**EXERCISE BRIEF:** For the word "trim", find each line in the entries where it occurs and copy that line.

**RECORDS SUPPLIED:**
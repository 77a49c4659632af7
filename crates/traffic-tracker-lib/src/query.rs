//! Reading recent traffic events back.

use crate::error::QueryError;
use crate::event::{TrafficEvent, EVENT_COLLECTION};
use crate::store::{DocumentStore, EqualityFilter};

/// Number of events returned when the caller gives no limit.
pub const DEFAULT_LIMIT: usize = 50;

/// Upper bound on a single read.
pub const MAX_LIMIT: usize = 500;

/// Filters and bounds for [`list_events`].
#[derive(Debug, Clone, PartialEq, Eq)]
pub struct EventQuery {
    pub path: Option<String>,
    pub event: Option<String>,
    pub limit: usize,
}

impl Default for EventQuery {
    fn default() -> Self {
        Self {
            path: None,
            event: None,
            limit: DEFAULT_LIMIT,
        }
    }
}

impl EventQuery {
    pub fn with_path(mut self, path: impl Into<String>) -> Self {
        self.path = Some(path.into());
        self
    }

    pub fn with_event(mut self, event: impl Into<String>) -> Self {
        self.event = Some(event.into());
        self
    }

    pub fn with_limit(mut self, limit: usize) -> Self {
        self.limit = limit;
        self
    }

    /// Reject limits outside `1..=MAX_LIMIT`.
    pub fn validate(&self) -> Result<(), QueryError> {
        if self.limit == 0 || self.limit > MAX_LIMIT {
            return Err(QueryError::InvalidLimit {
                limit: self.limit,
                max: MAX_LIMIT,
            });
        }
        Ok(())
    }

    /// Equality filter over `path` and `event`. Empty values add no clause.
    pub fn filter(&self) -> EqualityFilter {
        EqualityFilter::new()
            .with_optional("path", non_empty(self.path.as_deref()))
            .with_optional("event", non_empty(self.event.as_deref()))
    }
}

fn non_empty(value: Option<&str>) -> Option<&str> {
    value.filter(|v| !v.is_empty())
}

/// Fetch recent events matching an already validated `query`, newest first.
///
/// Fails as a whole if any record cannot be read or decoded.
pub(crate) async fn list_events(
    store: &dyn DocumentStore,
    query: &EventQuery,
) -> Result<Vec<TrafficEvent>, QueryError> {
    let documents = store
        .find(EVENT_COLLECTION, &query.filter(), query.limit)
        .await?;

    documents
        .into_iter()
        .map(TrafficEvent::from_stored)
        .collect()
}

#[cfg(test)]
mod tests {
    use super::*;
    use crate::store::{DocumentStore, MemoryStore};
    use serde_json::json;

    #[test]
    fn default_query_has_default_limit_and_no_filter() {
        let query = EventQuery::default();
        assert_eq!(query.limit, DEFAULT_LIMIT);
        assert!(query.filter().is_empty());
        assert!(query.validate().is_ok());
    }

    #[test]
    fn filter_includes_only_present_fields() {
        let query = EventQuery::default().with_event("click");
        let filter = query.filter();
        let clauses: Vec<_> = filter.iter().collect();
        assert_eq!(clauses, vec![("event", "click")]);

        let query = EventQuery::default().with_path("/x").with_event("view");
        assert_eq!(query.filter().len(), 2);
    }

    #[test]
    fn empty_strings_are_not_filters() {
        let query = EventQuery::default().with_path("").with_event("");
        assert!(query.filter().is_empty());
    }

    #[test]
    fn limit_bounds_are_enforced() {
        assert!(EventQuery::default().with_limit(1).validate().is_ok());
        assert!(EventQuery::default().with_limit(MAX_LIMIT).validate().is_ok());

        let err = EventQuery::default().with_limit(0).validate().unwrap_err();
        assert!(err.is_validation());

        let err = EventQuery::default()
            .with_limit(MAX_LIMIT + 1)
            .validate()
            .unwrap_err();
        assert!(err.to_string().contains("between 1 and 500"));
    }

    #[tokio::test]
    async fn list_events_decodes_newest_first() {
        let store = MemoryStore::default();
        for path in ["/a", "/b"] {
            let Some(doc) = json!({ "path": path, "event": "view" }).as_object().cloned() else {
                panic!("expected object");
            };
            store.insert(EVENT_COLLECTION, doc).await.unwrap();
        }

        let events = list_events(&store, &EventQuery::default()).await.unwrap();
        let paths: Vec<_> = events.iter().map(|e| e.path.as_str()).collect();
        assert_eq!(paths, ["/b", "/a"]);
    }
}
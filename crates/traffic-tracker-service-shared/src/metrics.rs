//! Prometheus metrics infrastructure for the traffic tracker service.
//!
//! This module provides:
//! - [`MetricsConfig`]: Configuration for the metrics system
//! - [`init_metrics`]: Initialize the Prometheus metrics recorder
//! - [`metrics_handler`]: Axum handler for `/metrics` endpoint
//! - Business metric helpers for ingestion and queries
//!
//! # Example
//!
//! ```no_run
//! use traffic_tracker_service_shared::metrics::{MetricsConfig, init_metrics, metrics_handler};
//! use axum::{Router, routing::get};
//!
//! // Initialize metrics at startup
//! let config = MetricsConfig::default();
//! init_metrics(&config).expect("failed to initialize metrics");
//!
//! // Add metrics endpoint to router
//! let app: Router = Router::new()
//!     .route("/metrics", get(metrics_handler));
//! ```

use metrics_exporter_prometheus::{PrometheusBuilder, PrometheusHandle};
use once_cell::sync::OnceCell;
use serde::{Deserialize, Serialize};

/// Global Prometheus handle for rendering metrics.
static PROMETHEUS_HANDLE: OnceCell<PrometheusHandle> = OnceCell::new();

/// Configuration for the metrics system.
#[derive(Debug, Clone, Serialize, Deserialize)]
pub struct MetricsConfig {
    /// Whether metrics collection is enabled.
    pub enabled: bool,
    /// Path for the metrics endpoint (e.g., "/metrics").
    pub path: String,
}

impl Default for MetricsConfig {
    fn default() -> Self {
        Self {
            enabled: true,
            path: "/metrics".to_string(),
        }
    }
}

impl MetricsConfig {
    /// Create configuration from environment variables.
    ///
    /// - `METRICS_ENABLED`: "true" or "false" (default: true)
    /// - `METRICS_PATH`: Path for metrics endpoint (default: "/metrics")
    pub fn from_env() -> Self {
        let enabled = std::env::var("METRICS_ENABLED")
            .map(|v| v.to_lowercase() != "false")
            .unwrap_or(true);

        let path = std::env::var("METRICS_PATH").unwrap_or_else(|_| "/metrics".to_string());

        Self { enabled, path }
    }
}

/// Initialize the Prometheus metrics recorder.
///
/// This must be called once at application startup before any metrics are recorded.
///
/// # Errors
///
/// Returns an error if metrics are disabled, the recorder has already been
/// installed, or the Prometheus builder fails to install.
pub fn init_metrics(config: &MetricsConfig) -> Result<(), MetricsError> {
    if !config.enabled {
        return Err(MetricsError::Disabled);
    }

    let handle = PrometheusBuilder::new()
        .install_recorder()
        .map_err(|e| MetricsError::InstallFailed(e.to_string()))?;

    PROMETHEUS_HANDLE
        .set(handle)
        .map_err(|_| MetricsError::AlreadyInitialized)?;

    Ok(())
}

/// Axum handler for the `/metrics` endpoint.
///
/// Returns Prometheus exposition format text.
pub async fn metrics_handler() -> String {
    PROMETHEUS_HANDLE
        .get()
        .map(|h| h.render())
        .unwrap_or_else(|| "# Metrics not initialized\n".to_string())
}

/// Errors that can occur during metrics initialization.
#[derive(Debug, Clone)]
pub enum MetricsError {
    /// Metrics are disabled in configuration.
    Disabled,
    /// The recorder has already been installed.
    AlreadyInitialized,
    /// The Prometheus builder failed to install.
    InstallFailed(String),
}

impl std::fmt::Display for MetricsError {
    fn fmt(&self, f: &mut std::fmt::Formatter<'_>) -> std::fmt::Result {
        match self {
            MetricsError::Disabled => write!(f, "metrics are disabled"),
            MetricsError::AlreadyInitialized => write!(f, "metrics recorder already initialized"),
            MetricsError::InstallFailed(e) => {
                write!(f, "failed to install metrics recorder: {}", e)
            }
        }
    }
}

impl std::error::Error for MetricsError {}

// =============================================================================
// Business Metrics Helpers
// =============================================================================

/// Record a stored traffic event.
///
/// Event names come from clients, so the counter carries no event label.
pub fn record_event_tracked() {
    metrics::counter!("traffic_events_tracked_total").increment(1);
}

/// Record a failed tracking call.
///
/// # Arguments
///
/// * `reason` - The failure reason (e.g., "validation_error", "store_error")
pub fn record_track_failed(reason: &str) {
    metrics::counter!(
        "traffic_events_track_failed_total",
        "reason" => reason.to_string()
    )
    .increment(1);
}

/// Record the number of events returned by a stats query.
pub fn record_events_returned(count: usize) {
    metrics::histogram!("traffic_events_returned").record(count as f64);
}
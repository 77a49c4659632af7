//! Event ingestion: validate, enrich with request metadata, persist.

use std::net::IpAddr;

use crate::error::{IngestionError, StoreError};
use crate::event::{NewTrafficEvent, DEFAULT_EVENT, EVENT_COLLECTION};
use crate::store::{DocumentId, DocumentStore};

/// Caller-supplied part of a tracking call.
#[derive(Debug, Clone, Default, PartialEq, Eq)]
pub struct TrackInput {
    pub path: String,
    /// Defaults to [`DEFAULT_EVENT`] when `None`.
    pub event: Option<String>,
    pub source: Option<String>,
}

impl TrackInput {
    pub fn new(path: impl Into<String>) -> Self {
        Self {
            path: path.into(),
            ..Self::default()
        }
    }

    pub fn with_event(mut self, event: impl Into<String>) -> Self {
        self.event = Some(event.into());
        self
    }

    pub fn with_source(mut self, source: impl Into<String>) -> Self {
        self.source = Some(source.into());
        self
    }
}

/// Transport-level facts about the request that carried the event.
#[derive(Debug, Clone, Default, PartialEq, Eq)]
pub struct RequestMetadata {
    /// Value of the `User-Agent` header.
    pub user_agent: Option<String>,
    /// Raw value of the `X-Forwarded-For` header.
    pub forwarded_for: Option<String>,
    /// Address of the connected peer.
    pub peer_addr: Option<IpAddr>,
}

impl RequestMetadata {
    /// Client address: `X-Forwarded-For` verbatim, else the peer address.
    ///
    /// An empty forwarded header counts as absent.
    pub fn client_ip(&self) -> Option<String> {
        self.forwarded_for
            .as_deref()
            .map(str::trim)
            .filter(|value| !value.is_empty())
            .map(str::to_string)
            .or_else(|| self.peer_addr.map(|addr| addr.to_string()))
    }
}

/// Validate the input and derive the record to persist.
pub fn build_event(
    input: TrackInput,
    metadata: &RequestMetadata,
) -> Result<NewTrafficEvent, IngestionError> {
    if input.path.trim().is_empty() {
        return Err(IngestionError::MissingPath);
    }

    let event = match input.event {
        Some(event) if event.trim().is_empty() => return Err(IngestionError::EmptyEvent),
        Some(event) => event,
        None => DEFAULT_EVENT.to_string(),
    };

    Ok(NewTrafficEvent {
        path: input.path,
        event,
        source: input.source,
        user_agent: metadata.user_agent.clone(),
        ip: metadata.client_ip(),
    })
}

/// Insert an already validated event into the event collection.
pub async fn persist(
    store: &dyn DocumentStore,
    event: &NewTrafficEvent,
) -> Result<DocumentId, IngestionError> {
    let document = event.to_document().map_err(StoreError::from)?;
    let id = store.insert(EVENT_COLLECTION, document).await?;

    tracing::debug!(id = %id, path = %event.path, event = %event.event, "traffic event stored");
    Ok(id)
}
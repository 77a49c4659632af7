//! Traffic tracker library entry points.
//!
//! This crate records traffic events (page views and similar interactions)
//! into a document store and reads them back. Higher-level consumers (the HTTP
//! service) should only depend on the items exported here instead of talking
//! to the store directly.
//!
//! - [`store`]: the document store adapter trait and its backends
//! - [`event`]: the traffic event schema
//! - [`ingest`] / [`query`]: recording and reading events
//! - [`diagnostics`]: never-failing store health probes
//! - [`TrafficTracker`]: facade bundling the above around one store handle

#![deny(warnings)]

pub mod diagnostics;
pub mod error;
pub mod event;
pub mod ingest;
pub mod query;
pub mod store;
mod tracker;

pub use diagnostics::{check_health, ConnectionStatus, DiagnosticsReport};
pub use error::{IngestionError, QueryError, StoreError, StoreResult};
pub use event::{NewTrafficEvent, TrafficEvent, DEFAULT_EVENT, EVENT_COLLECTION};
pub use ingest::{RequestMetadata, TrackInput};
pub use query::{EventQuery, DEFAULT_LIMIT, MAX_LIMIT};
pub use store::{
    Document, DocumentId, DocumentStore, EqualityFilter, MemoryStore, MongoStore, SharedStore,
    StoredDocument,
};
pub use tracker::TrafficTracker;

**WRITTEN RESPONSE:**
            .map(str::trim)
    if input.path.trim().is_empty() {
        Some(event) if event.trim().is_empty() => return Err(IngestionError::EmptyEvent),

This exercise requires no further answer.